The two messages don't contradict the deal, but they show how each side will frame what happens next. Tehran wants days, not minutes, to manage the optics of opening a waterway it spent four months declaring closed.
Hegseth: "it's a matter of when"
US Secretary of War Pete Hegseth told CBS News' Face the Nation earlier on Sunday that the deal was on track despite Israel's strike on Beirut's Dahiyeh district that morning, which had threatened to derail the signing. "From all I know, we are on track. It's not a matter of if, it's a matter of when. If Iran wants this to hold, they need to pull back Hezbollah, no doubt. Nuclear material will be destroyed and removed. The nuclear program will be dismantled. We'll make sure the military option is there."
Trump himself publicly rebuked Israel hours before the announcement, writing that the Beirut strike "should not have happened, particularly on a special day when we are so close to a Peace Deal with Iran" and warning all sides, including Hezbollah, to stand down.
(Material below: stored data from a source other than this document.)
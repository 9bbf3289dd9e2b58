// Key hints for the active panel

use super::Panel;
use super::theme::Theme;
use ratatui::{
    Frame,
    layout::Rect,
    style::{Modifier, Style},
    text::{Line, Span},
    widgets::Paragraph,
};

const COMMON: &[(&str, &str)] = &[("Tab", "panel"), ("j/k", "nav"), ("/", "filter"), ("q", "quit")];

/// Panel-specific bindings followed by the common ones.
pub fn key_hints(panel: Panel) -> Vec<(&'static str, &'static str)> {
    let specific: &[(&str, &str)] = match panel {
        Panel::Containers => &[
            ("s", "start"),
            ("x", "stop"),
            ("r", "restart"),
            ("d", "delete"),
            ("a", "autostart"),
            ("Enter", "logs"),
        ],
        Panel::Images => &[("p", "pull"), ("d", "delete")],
        Panel::Logs => &[("j/k", "scroll"), ("G", "bottom"), ("Esc", "back")],
        Panel::Stats => &[],
    };
    specific.iter().chain(COMMON).copied().collect()
}

/// Gap between hints so they spread across `width`; at least one space.
fn spacing(hints: &[(&str, &str)], width: usize) -> usize {
    if hints.is_empty() {
        return 1;
    }
    let total: usize = hints
        .iter()
        .map(|(k, d)| k.chars().count() + 1 + d.chars().count())
        .sum();
    if total >= width {
        return 1;
    }
    ((width - total) / hints.len()).max(1)
}

pub fn render(frame: &mut Frame, area: Rect, panel: Panel) {
    let hints = key_hints(panel);
    let gap = " ".repeat(spacing(&hints, area.width as usize));
    let key_style = Style::default()
        .fg(Theme::PINK)
        .add_modifier(Modifier::BOLD);

    let mut spans = Vec::with_capacity(hints.len() * 3);
    for (i, (key, desc)) in hints.iter().enumerate() {
        if i > 0 {
            spans.push(Span::raw(gap.clone()));
        }
        spans.push(Span::styled(*key, key_style));
        spans.push(Span::styled(format!(":{desc}"), Theme::muted()));
    }
    frame.render_widget(Paragraph::new(Line::from(spans)), area);
}
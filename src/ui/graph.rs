// Character-cell rendering of percent time series

use crate::config::GraphStyle;

/// Eighth-block glyphs, index = filled eighths.
const BLOCKS: [char; 9] = [' ', '▁', '▂', '▃', '▄', '▅', '▆', '▇', '█'];

const HORIZONTAL: char = '─';
const VERTICAL: char = '│';
/// Enters from the left, turns up.
const LEFT_UP: char = '╯';
/// Enters from the left, turns down.
const LEFT_DOWN: char = '╮';
/// Arrives from below, leaves right.
const UP_RIGHT: char = '╭';
/// Arrives from above, leaves right.
const DOWN_RIGHT: char = '╰';

/// Fixed-size character grid, row 0 at the top.
#[derive(Debug, Clone, PartialEq, Eq)]
pub struct Grid {
    width: usize,
    height: usize,
    cells: Vec<char>,
}

impl Grid {
    pub fn blank(width: usize, height: usize) -> Self {
        Self {
            width,
            height,
            cells: vec![' '; width * height],
        }
    }

    pub fn width(&self) -> usize {
        self.width
    }

    pub fn height(&self) -> usize {
        self.height
    }

    /// Cell at column `x`, row `y` (top = 0).
    pub fn get(&self, x: usize, y: usize) -> char {
        self.cells[y * self.width + x]
    }

    fn set(&mut self, x: usize, y: usize, c: char) {
        self.cells[y * self.width + x] = c;
    }

    /// Set a cell addressed from the bottom (level 0 = last row).
    fn set_level(&mut self, x: usize, level: usize, c: char) {
        let y = self.height - 1 - level;
        self.set(x, y, c);
    }

    pub fn row(&self, y: usize) -> String {
        self.cells[y * self.width..(y + 1) * self.width]
            .iter()
            .collect()
    }

    pub fn lines(&self) -> Vec<String> {
        (0..self.height).map(|y| self.row(y)).collect()
    }

    pub fn is_column_blank(&self, x: usize) -> bool {
        (0..self.height).all(|y| self.get(x, y) == ' ')
    }
}

/// Fit `samples` to exactly `width` columns.
///
/// With at least `width` samples, column `c` takes `samples[c * len / width]`
/// (nearest-index decimation). With fewer, the samples are right-aligned and
/// the leading columns are `None`.
pub fn resample(samples: &[f64], width: usize) -> Vec<Option<f64>> {
    let len = samples.len();
    if len >= width {
        (0..width).map(|c| Some(samples[c * len / width])).collect()
    } else {
        let pad = width - len;
        std::iter::repeat_n(None, pad)
            .chain(samples.iter().copied().map(Some))
            .collect()
    }
}

/// Render with the configured style.
pub fn render(style: GraphStyle, samples: &[f64], width: usize, height: usize) -> Grid {
    match style {
        GraphStyle::Blocks => render_blocks(samples, width, height),
        GraphStyle::Line => render_line(samples, width, height),
    }
}

/// Filled block graph on a fixed 0–100 scale: full blocks from the bottom and
/// one partial eighth-block on top. Fewer samples than columns leave the
/// leading columns blank, never zero.
pub fn render_blocks(samples: &[f64], width: usize, height: usize) -> Grid {
    let mut grid = Grid::blank(width, height);
    if width == 0 || height == 0 {
        return grid;
    }
    for (x, value) in resample(samples, width).into_iter().enumerate() {
        let Some(value) = value else { continue };
        if value.is_nan() || value <= 0.0 {
            continue;
        }
        let fraction = (value / 100.0).min(1.0);
        let eighths = (fraction * height as f64 * 8.0) as usize;
        let full = eighths / 8;
        let partial = eighths % 8;
        for level in 0..full.min(height) {
            grid.set_level(x, level, BLOCKS[8]);
        }
        if partial > 0 && full < height {
            grid.set_level(x, full, BLOCKS[partial]);
        }
    }
    grid
}

/// Slope-aware line graph, auto-scaled to the visible samples.
///
/// Each column draws its own point and, when the next column sits on a
/// different row, the vertical run to it. A column therefore only ever
/// touches rows between its own level and its right neighbour's, and
/// consecutive columns share a row, so the line has no gaps.
pub fn render_line(samples: &[f64], width: usize, height: usize) -> Grid {
    let mut grid = Grid::blank(width, height);
    if width == 0 || height == 0 {
        return grid;
    }
    let levels = line_levels(&resample(samples, width), height);

    for x in 0..width {
        let Some(cur) = levels[x] else { continue };
        // A missing neighbour counts as level with this column.
        let next = levels.get(x + 1).copied().flatten().unwrap_or(cur);
        draw_segment(&mut grid, x, cur, next);
    }
    grid
}

/// Map set samples to discrete levels `0..height` (0 = bottom) using the
/// min/max of the set samples; ranges under 1 are widened to 1.
fn line_levels(columns: &[Option<f64>], height: usize) -> Vec<Option<usize>> {
    let set: Vec<f64> = columns
        .iter()
        .flatten()
        .copied()
        .filter(|v| v.is_finite())
        .collect();
    if set.is_empty() {
        return vec![None; columns.len()];
    }
    let min = set.iter().copied().fold(f64::INFINITY, f64::min);
    let max = set.iter().copied().fold(f64::NEG_INFINITY, f64::max);
    let range = (max - min).max(1.0);
    let top = (height - 1) as f64;

    columns
        .iter()
        .map(|v| {
            let v = (*v)?;
            if !v.is_finite() {
                return None;
            }
            let normalized = ((v - min) / range).clamp(0.0, 1.0);
            Some((normalized * top).round() as usize)
        })
        .collect()
}

fn draw_segment(grid: &mut Grid, x: usize, cur: usize, next: usize) {
    use std::cmp::Ordering;
    match next.cmp(&cur) {
        Ordering::Equal => grid.set_level(x, cur, HORIZONTAL),
        Ordering::Greater => {
            grid.set_level(x, cur, LEFT_UP);
            for level in cur + 1..next {
                grid.set_level(x, level, VERTICAL);
            }
            grid.set_level(x, next, UP_RIGHT);
        }
        Ordering::Less => {
            grid.set_level(x, cur, LEFT_DOWN);
            for level in next + 1..cur {
                grid.set_level(x, level, VERTICAL);
            }
            grid.set_level(x, next, DOWN_RIGHT);
        }
    }
}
Markets pre priced the breakthrough
Global oil prices had already fallen more than 3% on Friday and US equities had climbed when the agreement first hardened, with the S&P 500 up 0.6% and the Dow up 0.7% on the prospect of the strait reopening. The World Bank had warned earlier in the week that the war was on course to drive the lowest global growth since the COVID pandemic, with energy disruption pushing inflation to 4% across two thirds of the world's economies. The trajectory now reverses.
For Australia, the strait reopening means the war premium that has kept petrol elevated since February starts unwinding. Trump arrives at next week's G7 summit in France with the strait reopened, the blockade lifted, the world's number one state sponsor of terror at the signing table, and the inflation track headed in the right direction. The signature in Switzerland on Friday closes the loop.